YOUR TASK:
Go through the entries below and copy each line containing the word "algoritmo".

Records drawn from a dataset
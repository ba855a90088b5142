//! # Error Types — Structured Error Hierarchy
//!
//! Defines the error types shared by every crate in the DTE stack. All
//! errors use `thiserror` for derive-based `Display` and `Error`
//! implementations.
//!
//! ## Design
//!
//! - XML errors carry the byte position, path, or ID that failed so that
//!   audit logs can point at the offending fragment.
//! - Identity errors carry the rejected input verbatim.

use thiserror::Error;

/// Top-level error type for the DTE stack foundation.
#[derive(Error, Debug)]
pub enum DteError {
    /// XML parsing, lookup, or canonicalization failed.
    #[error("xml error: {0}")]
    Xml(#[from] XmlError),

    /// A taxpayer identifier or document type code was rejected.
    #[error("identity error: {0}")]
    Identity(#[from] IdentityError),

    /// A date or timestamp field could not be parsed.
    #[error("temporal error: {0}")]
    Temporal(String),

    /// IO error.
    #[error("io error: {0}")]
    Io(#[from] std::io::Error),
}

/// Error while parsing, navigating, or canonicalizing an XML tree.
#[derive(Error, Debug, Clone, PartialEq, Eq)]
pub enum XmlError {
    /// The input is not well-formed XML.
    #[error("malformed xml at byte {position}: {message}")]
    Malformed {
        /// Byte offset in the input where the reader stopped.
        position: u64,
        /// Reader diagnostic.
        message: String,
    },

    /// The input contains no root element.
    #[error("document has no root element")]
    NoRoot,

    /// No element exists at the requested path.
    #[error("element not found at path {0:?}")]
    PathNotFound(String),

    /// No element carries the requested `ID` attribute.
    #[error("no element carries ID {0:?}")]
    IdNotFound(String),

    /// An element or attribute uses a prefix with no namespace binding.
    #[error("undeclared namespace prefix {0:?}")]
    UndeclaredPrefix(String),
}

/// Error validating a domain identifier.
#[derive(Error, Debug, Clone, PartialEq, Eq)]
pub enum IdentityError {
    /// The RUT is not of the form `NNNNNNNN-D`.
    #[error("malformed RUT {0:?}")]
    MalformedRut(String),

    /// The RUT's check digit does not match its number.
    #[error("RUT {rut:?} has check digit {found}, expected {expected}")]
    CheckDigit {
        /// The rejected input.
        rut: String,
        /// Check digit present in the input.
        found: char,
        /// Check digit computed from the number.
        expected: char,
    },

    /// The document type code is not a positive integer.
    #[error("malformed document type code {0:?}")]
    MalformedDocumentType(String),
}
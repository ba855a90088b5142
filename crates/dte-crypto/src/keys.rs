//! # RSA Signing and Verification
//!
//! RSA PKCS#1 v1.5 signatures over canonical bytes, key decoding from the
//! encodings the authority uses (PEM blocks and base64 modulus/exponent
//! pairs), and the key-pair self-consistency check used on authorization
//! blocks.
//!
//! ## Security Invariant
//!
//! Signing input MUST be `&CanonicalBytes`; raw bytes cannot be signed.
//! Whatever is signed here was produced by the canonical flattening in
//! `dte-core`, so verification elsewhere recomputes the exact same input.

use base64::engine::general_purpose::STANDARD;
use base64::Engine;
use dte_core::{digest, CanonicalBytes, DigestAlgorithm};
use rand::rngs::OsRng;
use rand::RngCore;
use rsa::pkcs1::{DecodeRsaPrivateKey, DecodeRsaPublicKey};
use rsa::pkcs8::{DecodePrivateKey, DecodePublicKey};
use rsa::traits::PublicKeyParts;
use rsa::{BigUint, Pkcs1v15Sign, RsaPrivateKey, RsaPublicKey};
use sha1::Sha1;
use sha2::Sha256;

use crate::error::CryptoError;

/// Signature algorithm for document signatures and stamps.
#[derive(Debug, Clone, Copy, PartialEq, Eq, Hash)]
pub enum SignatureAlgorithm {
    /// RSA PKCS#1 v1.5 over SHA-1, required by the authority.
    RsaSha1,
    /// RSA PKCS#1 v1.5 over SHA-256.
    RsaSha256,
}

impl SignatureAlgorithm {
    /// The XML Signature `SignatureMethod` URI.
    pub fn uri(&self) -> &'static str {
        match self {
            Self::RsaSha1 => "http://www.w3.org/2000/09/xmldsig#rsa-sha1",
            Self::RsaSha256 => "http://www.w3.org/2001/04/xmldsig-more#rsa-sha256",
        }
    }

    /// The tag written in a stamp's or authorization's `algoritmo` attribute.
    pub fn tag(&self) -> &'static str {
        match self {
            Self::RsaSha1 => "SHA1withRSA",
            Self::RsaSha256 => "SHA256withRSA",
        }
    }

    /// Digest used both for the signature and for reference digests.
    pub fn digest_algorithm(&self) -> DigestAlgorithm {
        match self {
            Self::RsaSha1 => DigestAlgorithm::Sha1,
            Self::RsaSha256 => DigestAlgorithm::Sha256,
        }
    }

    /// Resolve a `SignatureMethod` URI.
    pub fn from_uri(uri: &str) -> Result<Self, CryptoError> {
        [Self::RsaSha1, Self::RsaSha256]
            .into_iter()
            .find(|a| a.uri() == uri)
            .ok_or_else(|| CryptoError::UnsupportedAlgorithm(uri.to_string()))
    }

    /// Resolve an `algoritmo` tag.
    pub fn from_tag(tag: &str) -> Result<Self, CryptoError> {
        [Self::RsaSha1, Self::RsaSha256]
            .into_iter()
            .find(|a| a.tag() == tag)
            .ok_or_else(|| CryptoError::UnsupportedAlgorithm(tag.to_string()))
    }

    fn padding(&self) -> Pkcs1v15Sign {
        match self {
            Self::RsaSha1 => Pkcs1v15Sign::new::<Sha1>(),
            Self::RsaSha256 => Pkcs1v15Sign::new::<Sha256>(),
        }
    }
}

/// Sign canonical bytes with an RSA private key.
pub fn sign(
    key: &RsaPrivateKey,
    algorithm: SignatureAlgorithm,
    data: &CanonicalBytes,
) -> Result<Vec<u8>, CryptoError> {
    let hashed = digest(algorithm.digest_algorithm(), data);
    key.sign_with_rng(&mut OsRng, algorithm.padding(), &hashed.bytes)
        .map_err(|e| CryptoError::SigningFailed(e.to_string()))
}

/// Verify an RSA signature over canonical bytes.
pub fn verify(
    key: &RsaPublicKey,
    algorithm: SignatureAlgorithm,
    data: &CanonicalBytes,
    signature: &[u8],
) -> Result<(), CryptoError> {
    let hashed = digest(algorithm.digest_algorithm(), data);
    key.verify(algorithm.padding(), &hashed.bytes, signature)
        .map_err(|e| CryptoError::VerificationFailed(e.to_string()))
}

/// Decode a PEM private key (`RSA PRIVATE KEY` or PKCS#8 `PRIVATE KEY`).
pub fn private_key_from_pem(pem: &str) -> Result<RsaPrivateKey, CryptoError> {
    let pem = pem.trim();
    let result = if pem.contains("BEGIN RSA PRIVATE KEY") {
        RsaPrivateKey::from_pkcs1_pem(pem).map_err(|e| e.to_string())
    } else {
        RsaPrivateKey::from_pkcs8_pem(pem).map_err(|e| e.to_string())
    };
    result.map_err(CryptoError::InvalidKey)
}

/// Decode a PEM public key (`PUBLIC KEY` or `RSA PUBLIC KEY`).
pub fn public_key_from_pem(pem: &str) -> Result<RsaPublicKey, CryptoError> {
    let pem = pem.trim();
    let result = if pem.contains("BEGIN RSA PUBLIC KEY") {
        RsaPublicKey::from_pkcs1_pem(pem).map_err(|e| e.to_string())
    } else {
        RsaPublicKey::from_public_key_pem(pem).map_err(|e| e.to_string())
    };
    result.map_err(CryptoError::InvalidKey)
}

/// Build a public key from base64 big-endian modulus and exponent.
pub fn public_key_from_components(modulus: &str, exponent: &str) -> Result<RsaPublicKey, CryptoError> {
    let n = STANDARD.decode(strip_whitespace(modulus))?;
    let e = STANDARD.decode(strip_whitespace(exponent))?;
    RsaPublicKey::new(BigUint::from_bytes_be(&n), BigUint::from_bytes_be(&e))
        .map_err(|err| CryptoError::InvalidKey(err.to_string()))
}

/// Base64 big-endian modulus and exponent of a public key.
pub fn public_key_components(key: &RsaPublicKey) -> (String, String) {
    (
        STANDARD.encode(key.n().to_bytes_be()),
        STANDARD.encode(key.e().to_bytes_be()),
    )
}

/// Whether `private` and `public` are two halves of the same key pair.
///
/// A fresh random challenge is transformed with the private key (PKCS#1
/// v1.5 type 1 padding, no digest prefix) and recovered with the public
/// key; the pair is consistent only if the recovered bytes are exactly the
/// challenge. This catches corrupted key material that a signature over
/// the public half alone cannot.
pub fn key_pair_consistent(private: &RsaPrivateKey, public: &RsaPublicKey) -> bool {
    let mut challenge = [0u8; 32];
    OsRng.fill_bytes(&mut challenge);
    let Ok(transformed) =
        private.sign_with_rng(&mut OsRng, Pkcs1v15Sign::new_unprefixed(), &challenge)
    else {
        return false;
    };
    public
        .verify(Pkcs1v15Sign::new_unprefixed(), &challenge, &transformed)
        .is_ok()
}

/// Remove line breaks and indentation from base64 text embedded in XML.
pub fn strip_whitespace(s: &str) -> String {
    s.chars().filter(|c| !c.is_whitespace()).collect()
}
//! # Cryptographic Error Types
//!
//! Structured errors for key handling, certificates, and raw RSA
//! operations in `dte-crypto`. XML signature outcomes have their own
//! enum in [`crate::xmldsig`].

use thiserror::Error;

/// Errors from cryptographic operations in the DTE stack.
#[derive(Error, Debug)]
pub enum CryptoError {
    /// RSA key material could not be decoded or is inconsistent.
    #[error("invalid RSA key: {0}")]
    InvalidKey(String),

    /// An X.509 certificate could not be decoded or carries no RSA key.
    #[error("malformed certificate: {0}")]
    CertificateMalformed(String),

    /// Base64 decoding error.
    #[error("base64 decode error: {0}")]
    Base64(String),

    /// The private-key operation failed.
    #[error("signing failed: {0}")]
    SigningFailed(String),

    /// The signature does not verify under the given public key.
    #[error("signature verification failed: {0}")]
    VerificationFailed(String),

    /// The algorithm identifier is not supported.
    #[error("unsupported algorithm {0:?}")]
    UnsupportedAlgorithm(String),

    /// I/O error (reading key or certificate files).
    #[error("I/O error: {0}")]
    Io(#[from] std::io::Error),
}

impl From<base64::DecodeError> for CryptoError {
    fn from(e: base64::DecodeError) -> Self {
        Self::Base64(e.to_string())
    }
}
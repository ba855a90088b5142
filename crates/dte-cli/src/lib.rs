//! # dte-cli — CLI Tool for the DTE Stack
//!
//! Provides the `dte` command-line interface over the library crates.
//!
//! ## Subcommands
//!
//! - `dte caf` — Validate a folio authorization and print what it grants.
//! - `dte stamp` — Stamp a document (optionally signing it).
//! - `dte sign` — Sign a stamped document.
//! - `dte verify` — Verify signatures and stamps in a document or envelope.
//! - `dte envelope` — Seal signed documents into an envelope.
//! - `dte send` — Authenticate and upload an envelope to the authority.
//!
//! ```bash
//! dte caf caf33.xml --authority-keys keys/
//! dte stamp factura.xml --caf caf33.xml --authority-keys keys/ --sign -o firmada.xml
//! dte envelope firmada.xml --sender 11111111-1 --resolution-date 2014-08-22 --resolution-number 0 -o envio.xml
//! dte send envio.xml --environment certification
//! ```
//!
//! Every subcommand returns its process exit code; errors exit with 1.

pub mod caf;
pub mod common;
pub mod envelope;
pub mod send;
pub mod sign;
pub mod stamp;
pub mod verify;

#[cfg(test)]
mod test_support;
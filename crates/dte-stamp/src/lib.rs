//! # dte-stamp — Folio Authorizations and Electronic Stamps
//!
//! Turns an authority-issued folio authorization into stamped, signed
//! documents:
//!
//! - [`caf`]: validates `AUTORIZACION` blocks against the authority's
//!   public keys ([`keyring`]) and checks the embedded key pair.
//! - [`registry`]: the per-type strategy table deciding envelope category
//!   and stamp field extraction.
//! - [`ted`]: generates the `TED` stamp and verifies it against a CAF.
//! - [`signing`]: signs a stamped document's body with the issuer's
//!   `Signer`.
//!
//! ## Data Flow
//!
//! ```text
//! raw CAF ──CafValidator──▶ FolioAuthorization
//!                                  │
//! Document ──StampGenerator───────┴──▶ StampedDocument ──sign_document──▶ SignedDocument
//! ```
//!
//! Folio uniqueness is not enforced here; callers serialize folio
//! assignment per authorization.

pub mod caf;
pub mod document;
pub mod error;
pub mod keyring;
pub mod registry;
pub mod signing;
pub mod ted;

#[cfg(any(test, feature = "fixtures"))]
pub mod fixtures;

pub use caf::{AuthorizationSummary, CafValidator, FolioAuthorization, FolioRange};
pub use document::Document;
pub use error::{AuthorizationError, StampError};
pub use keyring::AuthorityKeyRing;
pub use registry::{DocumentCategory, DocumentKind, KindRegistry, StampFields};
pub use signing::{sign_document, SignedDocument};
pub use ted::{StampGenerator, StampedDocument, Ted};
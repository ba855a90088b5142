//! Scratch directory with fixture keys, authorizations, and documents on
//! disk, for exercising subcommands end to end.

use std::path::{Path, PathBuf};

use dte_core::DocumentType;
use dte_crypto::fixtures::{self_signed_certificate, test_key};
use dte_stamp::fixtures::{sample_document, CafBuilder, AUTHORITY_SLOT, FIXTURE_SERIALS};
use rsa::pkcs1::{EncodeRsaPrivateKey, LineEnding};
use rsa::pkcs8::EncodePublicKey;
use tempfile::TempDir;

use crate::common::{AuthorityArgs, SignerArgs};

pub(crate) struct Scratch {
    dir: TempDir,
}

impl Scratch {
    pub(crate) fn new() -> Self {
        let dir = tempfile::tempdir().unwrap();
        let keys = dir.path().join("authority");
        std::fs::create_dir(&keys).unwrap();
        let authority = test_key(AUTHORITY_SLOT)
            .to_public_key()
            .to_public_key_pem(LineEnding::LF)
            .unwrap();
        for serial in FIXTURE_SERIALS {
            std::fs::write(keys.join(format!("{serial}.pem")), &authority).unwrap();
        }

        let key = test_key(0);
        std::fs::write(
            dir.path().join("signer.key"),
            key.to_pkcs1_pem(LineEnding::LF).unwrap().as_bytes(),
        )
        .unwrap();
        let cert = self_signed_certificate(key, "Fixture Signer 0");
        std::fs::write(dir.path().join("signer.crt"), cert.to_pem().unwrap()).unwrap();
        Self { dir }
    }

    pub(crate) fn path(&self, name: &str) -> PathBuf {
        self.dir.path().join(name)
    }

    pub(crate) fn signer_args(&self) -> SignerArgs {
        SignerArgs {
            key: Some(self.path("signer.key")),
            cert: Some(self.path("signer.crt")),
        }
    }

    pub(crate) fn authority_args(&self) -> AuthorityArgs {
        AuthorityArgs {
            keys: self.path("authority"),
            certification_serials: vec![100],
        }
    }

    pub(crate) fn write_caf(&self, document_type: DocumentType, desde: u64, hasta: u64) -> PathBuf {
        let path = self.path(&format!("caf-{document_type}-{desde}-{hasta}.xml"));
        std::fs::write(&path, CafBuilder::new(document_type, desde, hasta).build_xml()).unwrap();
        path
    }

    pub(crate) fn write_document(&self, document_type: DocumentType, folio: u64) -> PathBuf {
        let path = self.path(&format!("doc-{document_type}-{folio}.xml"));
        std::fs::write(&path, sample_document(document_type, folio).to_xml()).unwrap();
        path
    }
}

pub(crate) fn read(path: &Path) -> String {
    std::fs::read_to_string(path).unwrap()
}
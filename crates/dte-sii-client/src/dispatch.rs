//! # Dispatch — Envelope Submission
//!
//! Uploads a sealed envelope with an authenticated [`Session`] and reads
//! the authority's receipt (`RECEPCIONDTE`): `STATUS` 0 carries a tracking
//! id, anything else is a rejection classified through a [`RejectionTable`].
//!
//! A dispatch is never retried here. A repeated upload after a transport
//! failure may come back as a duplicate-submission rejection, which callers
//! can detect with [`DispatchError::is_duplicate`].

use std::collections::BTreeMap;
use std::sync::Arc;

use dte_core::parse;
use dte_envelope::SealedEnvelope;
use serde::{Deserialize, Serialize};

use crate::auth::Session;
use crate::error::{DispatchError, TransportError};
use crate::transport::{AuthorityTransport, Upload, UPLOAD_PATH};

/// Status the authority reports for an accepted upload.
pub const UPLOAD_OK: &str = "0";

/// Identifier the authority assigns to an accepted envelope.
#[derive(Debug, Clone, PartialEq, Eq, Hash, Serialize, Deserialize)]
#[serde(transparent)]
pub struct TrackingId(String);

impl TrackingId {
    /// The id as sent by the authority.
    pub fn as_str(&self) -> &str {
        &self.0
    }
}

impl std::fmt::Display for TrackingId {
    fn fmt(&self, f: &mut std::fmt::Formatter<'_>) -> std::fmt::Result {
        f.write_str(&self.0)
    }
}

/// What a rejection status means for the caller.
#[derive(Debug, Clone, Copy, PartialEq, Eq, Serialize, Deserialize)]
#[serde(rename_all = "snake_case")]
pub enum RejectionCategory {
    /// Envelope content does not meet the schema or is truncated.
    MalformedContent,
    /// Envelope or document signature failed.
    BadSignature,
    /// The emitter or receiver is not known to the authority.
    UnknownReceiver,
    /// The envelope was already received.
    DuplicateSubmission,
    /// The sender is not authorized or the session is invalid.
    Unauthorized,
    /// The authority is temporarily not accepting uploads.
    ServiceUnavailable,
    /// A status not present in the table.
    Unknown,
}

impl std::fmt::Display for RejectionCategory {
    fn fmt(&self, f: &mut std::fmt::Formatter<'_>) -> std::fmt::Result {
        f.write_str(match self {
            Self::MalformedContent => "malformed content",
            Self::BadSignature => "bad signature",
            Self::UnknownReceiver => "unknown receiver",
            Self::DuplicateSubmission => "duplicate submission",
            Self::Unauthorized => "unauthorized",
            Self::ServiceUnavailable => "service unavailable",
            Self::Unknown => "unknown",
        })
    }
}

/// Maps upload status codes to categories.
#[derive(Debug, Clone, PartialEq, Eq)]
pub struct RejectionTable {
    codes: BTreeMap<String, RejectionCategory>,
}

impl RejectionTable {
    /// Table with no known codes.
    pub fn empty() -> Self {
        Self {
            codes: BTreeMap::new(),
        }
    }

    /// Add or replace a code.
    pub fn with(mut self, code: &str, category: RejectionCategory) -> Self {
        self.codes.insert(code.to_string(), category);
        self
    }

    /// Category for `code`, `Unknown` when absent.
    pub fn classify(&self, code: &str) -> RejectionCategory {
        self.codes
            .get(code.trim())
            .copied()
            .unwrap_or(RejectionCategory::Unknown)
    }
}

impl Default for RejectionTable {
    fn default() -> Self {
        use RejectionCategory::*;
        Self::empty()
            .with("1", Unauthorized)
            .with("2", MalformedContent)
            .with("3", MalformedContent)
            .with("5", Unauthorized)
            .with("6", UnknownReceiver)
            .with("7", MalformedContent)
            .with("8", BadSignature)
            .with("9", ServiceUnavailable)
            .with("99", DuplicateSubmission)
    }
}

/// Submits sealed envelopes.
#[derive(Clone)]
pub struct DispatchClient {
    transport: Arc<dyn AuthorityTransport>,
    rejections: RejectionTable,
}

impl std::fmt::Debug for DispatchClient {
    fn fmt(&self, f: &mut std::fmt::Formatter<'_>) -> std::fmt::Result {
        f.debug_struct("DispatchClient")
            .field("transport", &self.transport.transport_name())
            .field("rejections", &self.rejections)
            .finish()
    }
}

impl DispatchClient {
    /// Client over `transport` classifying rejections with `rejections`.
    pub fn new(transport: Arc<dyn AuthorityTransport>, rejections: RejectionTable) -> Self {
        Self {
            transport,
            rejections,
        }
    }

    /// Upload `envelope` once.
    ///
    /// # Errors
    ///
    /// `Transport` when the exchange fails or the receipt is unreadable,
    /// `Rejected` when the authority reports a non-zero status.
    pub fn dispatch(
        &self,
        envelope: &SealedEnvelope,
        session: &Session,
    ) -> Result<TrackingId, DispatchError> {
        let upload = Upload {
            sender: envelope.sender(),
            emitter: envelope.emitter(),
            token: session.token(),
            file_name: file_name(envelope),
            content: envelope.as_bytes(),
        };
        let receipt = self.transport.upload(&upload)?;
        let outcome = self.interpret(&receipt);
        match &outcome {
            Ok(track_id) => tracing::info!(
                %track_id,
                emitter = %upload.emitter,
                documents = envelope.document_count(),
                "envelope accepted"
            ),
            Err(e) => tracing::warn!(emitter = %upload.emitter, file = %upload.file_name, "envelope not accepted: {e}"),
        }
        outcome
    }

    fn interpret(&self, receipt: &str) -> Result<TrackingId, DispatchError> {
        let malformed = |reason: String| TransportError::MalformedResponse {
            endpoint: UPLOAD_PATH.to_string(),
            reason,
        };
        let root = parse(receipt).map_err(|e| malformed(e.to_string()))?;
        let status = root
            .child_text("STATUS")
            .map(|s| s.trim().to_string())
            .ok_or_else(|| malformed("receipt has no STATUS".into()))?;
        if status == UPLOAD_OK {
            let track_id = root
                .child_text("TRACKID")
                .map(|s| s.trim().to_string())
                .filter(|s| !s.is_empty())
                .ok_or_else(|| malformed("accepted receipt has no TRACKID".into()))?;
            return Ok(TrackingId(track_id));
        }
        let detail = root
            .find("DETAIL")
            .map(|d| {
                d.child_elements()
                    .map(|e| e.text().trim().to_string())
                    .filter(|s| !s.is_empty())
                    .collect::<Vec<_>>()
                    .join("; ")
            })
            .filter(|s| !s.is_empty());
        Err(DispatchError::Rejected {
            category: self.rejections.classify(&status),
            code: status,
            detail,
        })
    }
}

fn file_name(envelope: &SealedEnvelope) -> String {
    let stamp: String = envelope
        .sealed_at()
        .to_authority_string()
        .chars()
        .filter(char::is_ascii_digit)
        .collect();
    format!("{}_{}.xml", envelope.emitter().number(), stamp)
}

EXERCISE RESPONSE:
    /// The tag written in a stamp's or authorization's `algoritmo` attribute.
    /// Resolve an `algoritmo` tag.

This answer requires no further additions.